Man erntet das Fruchtfleisch der
Silben. Über den Häusern
blutet dein frischer Mund.

zwischenspiel

ein mädchen, erst vierzehn jahr,
beschreitet den weg des salzes

ihre füße kennen den regen,
das lachen, die mulden des
pfirsichbaums

sprachlos promeniert sie
den leib, der mit blüten umsäumt

ein mädchen, erst vierzehn jahr,
und haaren so blond wie das
gold des sommers

Über die Liebenden

Sie tragen das Karminrot
aus den Furchen der Nacht
– Kinder der Rose
und des Steins – .
In ihren Kalkschalen
liegt unverhüllt
das Licht.
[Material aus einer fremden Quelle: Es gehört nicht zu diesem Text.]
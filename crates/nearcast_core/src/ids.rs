use crate::error::CoreError;
use serde::{Deserialize, Serialize};
use std::fmt;
use uuid::Uuid;

/// Durable client identity, stable across sessions.
#[derive(Debug, Clone, Copy, PartialEq, Eq, Hash, Serialize, Deserialize)]
#[serde(transparent)]
pub struct ClientId(Uuid);

/// One-session, time-bounded opaque session token.
#[derive(Debug, Clone, Copy, PartialEq, Eq, Hash, Serialize, Deserialize)]
#[serde(transparent)]
pub struct TokenId(Uuid);

macro_rules! uuid_id {
    ($name:ident, $what:expr) => {
        impl $name {
            /// Mint a fresh random identifier.
            pub fn random() -> Self {
                $name(Uuid::new_v4())
            }

            /// Parse the canonical hyphenated form.
            pub fn parse(s: &str) -> Result<Self, CoreError> {
                Uuid::parse_str(s)
                    .map($name)
                    .map_err(|_| CoreError::malformed(format!("{} id", $what)))
            }

            pub fn as_uuid(&self) -> Uuid {
                self.0
            }

            pub fn as_bytes(&self) -> &[u8; 16] {
                self.0.as_bytes()
            }
        }

        impl From<Uuid> for $name {
            fn from(uuid: Uuid) -> Self {
                $name(uuid)
            }
        }

        impl fmt::Display for $name {
            fn fmt(&self, f: &mut fmt::Formatter<'_>) -> fmt::Result {
                self.0.fmt(f)
            }
        }
    };
}

uuid_id!(ClientId, "client");
uuid_id!(TokenId, "token");

#[cfg(test)]
mod tests {
    use super::*;

    #[test]
    fn parse_round_trip() {
        let id = ClientId::random();
        assert_eq!(ClientId::parse(&id.to_string()).unwrap(), id);
        assert!(ClientId::parse("not-a-uuid").is_err());
    }

    #[test]
    fn serde_is_transparent() {
        let token = TokenId::random();
        let json = serde_json::to_string(&token).unwrap();
        assert_eq!(json, format!("\"{}\"", token));
    }
}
Saumlos
gebiert aus den Händen
die Frucht,
Malve oder Kolibri.

Widmung

ein mädchen im winter zu treffen…
den ganzen schnee seiner seele zu fassen
oder die flüsternden schatten der hüfte
beim kuss
und schweigend geht ein fluss über
bäume, häuser, lippen
immer süßer das dunkel der furchen,
die konturen lebendiger vögel
unter dem liebesnest der haut
welches den worten des alterns entbehrte
größer noch die musik der stillen leiber
oder das glück
ein mädchen im winter zu treffen

das gedicht kommt auf rosen
über den kalk der nacht
die schäumenden brüste unverhüllt

wie leise schläft der tod
wenn kalter regen die arme netzt
und man nichts
von den tulpen weiß
oder den einsamen balkonen

wenn man nichts
von den gestirnen weiß
und den silhouetten
der quellenden leiber

wenn die konturen das meer versilbern
wie leise dann die münder des todes!

die sterne
wissen um das tiefblau
das in dürstenden kehlen
rauscht

der himmel läuft
wie ein flüsterndes
tier –
der laut
einer fingerspitze auf sand

im geraschel der kinder
rührt mein mund
deine seele an
– der überfließende
besitz –
niemand hob das laken
hinfort
und fand darunter:
welt

ich werde
hinabsteigen
in deine seele
mit lippen ohne sand
& gliedern ohne jasmin

ich werde die geranien
deiner reifenden zunge
verpflanzen (das spielzeug
säumiger kinder)

die betörenden lenden
werden sich schließen
unwillkürlich:
ein saumloser mund
lakenweiß tropfend
oder der vergilbte torso
einer blaumeise
(sag du es mir)

ich werde
das fenster deiner augen
lösen:
das tintenglas
& die pochenden flüssigen
wasser

wieder führen
die silbernen pferde zu dir
(nur zu dir)

Ich sehne mich nach der Geborgenheit, die im Vertrauen zweier Seelen zueinander liegt. Ich sehne mich nach der Poesie des Lebens, die nur im Gleichklang zweier Menschen zu Wunderbarem fähig ist.